Młody człowiek, wcześniej bezrobotny i nikomu niepotrzebny, odnalazł sens życia w wojskowej dyscyplinie. Na wojnie, próbując ratować życie kapitana-desperata, zostaje ranny i jako rekonwalescent na przepustce trafia do lunaparku. Gdy opowiada o swoich nadziejach i rozczarowaniach, jego naiwność wzrusza i przeraża zarazem. Odbija się w nich zagubienie i bezradność człowieka, który przestał rozumieć świat zagmatwany i pełen paradoksów. Świat, w którym wierność dawnym wartościom, takim jak: patriotyzm, poświęcenie, posłuszeństwo, prowa-dzi do katastrofy.

Rozterki prostego żołnierza, który ochoczo zwolnił się z myślenia, a teraz stopniowo zaczyna do niego docierać obłęd rzeczywistości, brzmią przejmująco w wykonaniu Dariusza Toczka: od pierwszej sceny, w której buńczucznie opowiada o wojennych przewagach, energicznie wymachując sztucznymi lodami, aż do finału, w którym bohater uświadamia sobie, że był kółkiem w bezdusznej machinie, a jego ofiara - stracił rękę - nie miała sensu. Postać przypomina ołowianego żołnierzyka-zabawkę: uśmiech triumfu lub szczęścia zastyga na jego twarzy niczym maska lalki.
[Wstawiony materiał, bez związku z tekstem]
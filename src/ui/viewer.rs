use std::path::{Path, PathBuf};
use crate::carousel::Carousel;
use crate::config::config::*;
use crate::config::settings::CarouselConfig;
use crate::core::file_manager::FileManager;
use crate::core::image_cache::ImageCache;
use crate::core::preload_manager::PreloadManager;
use crate::i18n::es::*;
use crate::ui::carousel_widget::CarouselView;
use eframe::egui;
use rayon::ThreadPoolBuildError;
use rfd::FileDialog;
use tracing::{error, info};

// Teclas pulsadas en un fotograma
#[derive(Debug, Default, Clone, Copy)]
struct KeyActions {
    next: bool,
    previous: bool,
    first: bool,
    last: bool,
    toggle_fullscreen: bool,
    leave_fullscreen: bool,
}

// Mientras se arrastra manda el puntero; las teclas de navegación se ignoran
fn navigate(carousel: &mut Carousel, keys: KeyActions, now: f64) {
    if carousel.is_dragging() {
        return;
    }
    if keys.next {
        carousel.next(now);
    }
    if keys.previous {
        carousel.previous(now);
    }
    if keys.first {
        carousel.go_to(0);
    }
    if keys.last {
        carousel.go_to(usize::MAX);
    }
}

pub struct CarouselApp {
    config: CarouselConfig,
    carousel: Carousel,
    view: CarouselView,
    image_cache: ImageCache,
    preload_manager: PreloadManager,
    last_preloaded: Option<usize>,
    fullscreen: bool,
    image_dir: Option<PathBuf>,
    show_about: bool,
}

impl CarouselApp {
    pub fn new(config: CarouselConfig) -> Result<Self, ThreadPoolBuildError> {
        Ok(Self {
            carousel: Carousel::empty(config.clone()),
            view: CarouselView::new(),
            image_cache: ImageCache::new(config.cache_size),
            preload_manager: PreloadManager::new(config.preload_range)?,
            last_preloaded: None,
            fullscreen: false,
            image_dir: None,
            show_about: false,
            config,
        })
    }

    // Descarta el carrusel anterior, su arrastre y las texturas
    pub fn set_images(&mut self, paths: Vec<PathBuf>, initial_index: usize) {
        self.view.release(&mut self.carousel);
        self.image_cache.clear();
        self.preload_manager.reset();
        self.last_preloaded = None;

        let images = paths
            .iter()
            .map(|p| p.to_string_lossy().into_owned())
            .collect();
        self.carousel = Carousel::new(images, self.config.clone());
        self.carousel.go_to(initial_index);
        info!(total = self.carousel.len(), index = ?self.carousel.current_index(), "lista de imágenes cargada");
    }

    fn load_images_from_folder(&mut self, path: &Path) {
        match FileManager::scan_around_file(path) {
            Ok((image_paths, initial_index)) => {
                self.image_dir = path.parent().map(Path::to_path_buf);
                self.set_images(image_paths, initial_index);
            }
            Err(e) => {
                error!(path = %path.display(), "error escaneando directorio: {e}");
            }
        }
    }

    fn preload_if_moved(&mut self, ctx: &egui::Context) {
        let current = self.carousel.current_index();
        // Puede haber salido de la caché sin cambiar de índice
        let evicted = self
            .carousel
            .current_image()
            .is_some_and(|src| !self.image_cache.contains(src));
        if current == self.last_preloaded && !evicted {
            return;
        }
        if let Some(index) = current {
            self.preload_manager.preload_images_around_index(
                ctx,
                self.carousel.images(),
                index,
                &self.image_cache,
            );
        }
        self.last_preloaded = current;
    }

    fn set_fullscreen(&mut self, ctx: &egui::Context, fullscreen: bool) {
        ctx.send_viewport_cmd(egui::ViewportCommand::Fullscreen(fullscreen));
        self.fullscreen = fullscreen;
    }

    fn handle_keyboard_input(&mut self, ctx: &egui::Context) {
        let (keys, now) = ctx.input(|i| {
            let keys = KeyActions {
                next: i.key_pressed(egui::Key::ArrowRight) || i.key_pressed(egui::Key::Space),
                previous: i.key_pressed(egui::Key::ArrowLeft),
                first: i.key_pressed(egui::Key::Home),
                last: i.key_pressed(egui::Key::End),
                toggle_fullscreen: i.key_pressed(egui::Key::F11),
                leave_fullscreen: i.key_pressed(egui::Key::Escape),
            };
            (keys, i.time)
        });

        navigate(&mut self.carousel, keys, now);
        if keys.leave_fullscreen && self.fullscreen {
            self.set_fullscreen(ctx, false);
        }
        if keys.toggle_fullscreen {
            self.set_fullscreen(ctx, !self.fullscreen);
        }
    }

    fn show_toolbar(&mut self, ctx: &egui::Context) {
        egui::TopBottomPanel::top("toolbar").show(ctx, |ui| {
            ui.horizontal(|ui| {
                self.show_file_controls(ui);
                ui.separator();
                self.show_navigation_controls(ui);
                ui.separator();
                self.show_view_controls(ui, ctx);
                self.show_image_info(ui);
            });
        });
    }

    fn show_file_controls(&mut self, ui: &mut egui::Ui) {
        if ui.button(format!("📂 {}", BTN_OPEN)).clicked() {
            let (filter_name, extensions) = FileManager::get_supported_file_filter();
            let mut dialog = FileDialog::new().add_filter(filter_name, &extensions);
            if let Some(dir) = &self.image_dir {
                dialog = dialog.set_directory(dir);
            }
            if let Some(path) = dialog.pick_file() {
                self.load_images_from_folder(&path);
            }
        }
    }

    fn show_navigation_controls(&mut self, ui: &mut egui::Ui) {
        let now = ui.input(|i| i.time);
        let can_go_prev = self.carousel.can_go_previous();
        let can_go_next = self.carousel.can_go_next();

        if ui.add_enabled(can_go_prev, egui::Button::new(format!("⬅ {}", BTN_PREV))).clicked() {
            self.carousel.previous(now);
        }

        if ui.add_enabled(can_go_next, egui::Button::new(format!("➡ {}", BTN_NEXT))).clicked() {
            self.carousel.next(now);
        }
    }

    fn show_view_controls(&mut self, ui: &mut egui::Ui, ctx: &egui::Context) {
        if ui.button(format!("🖥 {}", BTN_FULLSCREEN)).clicked() {
            self.set_fullscreen(ctx, true);
        }

        if ui.button(format!("ℹ {}", BTN_ABOUT)).clicked() {
            self.show_about = true;
        }
    }

    fn show_image_info(&self, ui: &mut egui::Ui) {
        if let Some(position) = self.carousel.position_label() {
            ui.separator();
            ui.label(position);

            if let Some(file_name) = self.carousel.current_image().and_then(|src| Path::new(src).file_name()) {
                ui.label(file_name.to_string_lossy());
            }
        }
    }

    fn show_about_dialog(&mut self, ctx: &egui::Context) {
        if !self.show_about {
            return;
        }

        egui::Window::new(BTN_ABOUT)
            .collapsible(false)
            .resizable(false)
            .anchor(egui::Align2::CENTER_CENTER, [0.0, 0.0])
            .min_width(300.0)
            .show(ctx, |ui| {
                ui.vertical_centered(|ui| {
                    ui.add_space(10.0);
                    ui.heading(APP_NAME);
                    ui.label(format!("v{}", APP_VERSION));
                    ui.label(format!("{}{}", TEXT_AUTHOR, APP_AUTHOR));
                    ui.label(TEXT_LICENSE);
                    ui.label(TEXT_INFOAPP);
                    ui.add_space(6.0);
                    ui.small(TEXT_ROWSORSPACE);
                    ui.small(TEXT_F11FULLSCREEN);
                });

                ui.with_layout(egui::Layout::bottom_up(egui::Align::RIGHT), |ui| {
                    if ui.button(BTN_CLOSE).clicked() {
                        self.show_about = false;
                    }
                });
            });
    }

    fn show_main_content(&mut self, ctx: &egui::Context) {
        egui::CentralPanel::default().show(ctx, |ui| {
            self.view.show(ui, &mut self.carousel, &mut self.image_cache);
        });
    }
}

impl eframe::App for CarouselApp {
    fn update(&mut self, ctx: &egui::Context, _frame: &mut eframe::Frame) {
        self.handle_keyboard_input(ctx);

        // Texturas recién decodificadas
        self.preload_manager.process_loaded_images(ctx, &mut self.image_cache);

        if !self.fullscreen {
            self.show_toolbar(ctx);
        }

        self.show_about_dialog(ctx);
        self.show_main_content(ctx);
        self.preload_if_moved(ctx);
    }
}

#[cfg(test)]
mod tests {
    use super::*;

    fn carousel(n: usize) -> Carousel {
        let images = (0..n).map(|i| format!("img_{i}.png")).collect();
        Carousel::new(images, CarouselConfig::default())
    }

    #[test]
    fn keys_are_ignored_while_dragging() {
        let mut c = carousel(5);
        c.go_to(2);
        assert!(c.begin_drag(0.0));

        let keys = KeyActions { next: true, last: true, ..Default::default() };
        navigate(&mut c, keys, 1.0);
        assert_eq!(c.current_index(), Some(2));
        assert!(!c.is_animating());

        c.update_drag(-100.0);
        assert_eq!(c.current_index(), Some(3));
        c.end_drag();

        navigate(&mut c, KeyActions { next: true, ..Default::default() }, 2.0);
        assert_eq!(c.current_index(), Some(4));
    }

    #[test]
    fn keys_navigate_without_drag() {
        let mut c = carousel(4);
        navigate(&mut c, KeyActions { last: true, ..Default::default() }, 0.0);
        assert_eq!(c.current_index(), Some(3));
        navigate(&mut c, KeyActions { first: true, ..Default::default() }, 0.0);
        assert_eq!(c.current_index(), Some(0));
        navigate(&mut c, KeyActions { previous: true, ..Default::default() }, 0.0);
        assert_eq!(c.current_index(), Some(0));
    }
}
Adaptacja Sroki ma niestety strukturę koncertu na jednego solistę, co nie służy dynamice spektaklu, choć młody aktor dobrze radzi sobie z nieustannymi monologami. Profesjonalnie partnerują mu Andrzej Kozak i Krzysztof Bochenek. Gorzej jest z postaciami Kobiety, a zwłaszcza Wdowy, które drażnią afektacją.

Prostota plastycznych efektów ociera się o banał: jako że część akcji toczy się w lunaparku, mamy pawilon-podest i wielofunkcyjne, jarmarczne budki, w których rozgrywają się wszystkie sceny. Trudno się oprzeć wrażeniu, że - może nawet przyjemne dla oka - zatłoczenie przestrzeni służy zbudowaniu jednej, niezbyt świeżej metafory: życie to lunapark, a szamotanina z losem upodabnia ludzi do kukiełek w rękach Opatrzności.

Pracownia

X
Nie jesteś zalogowany. Zaloguj się.
Trwa wyszukiwanie

Kafelki

Nakieruj na kafelki, aby zobaczyć ich opis.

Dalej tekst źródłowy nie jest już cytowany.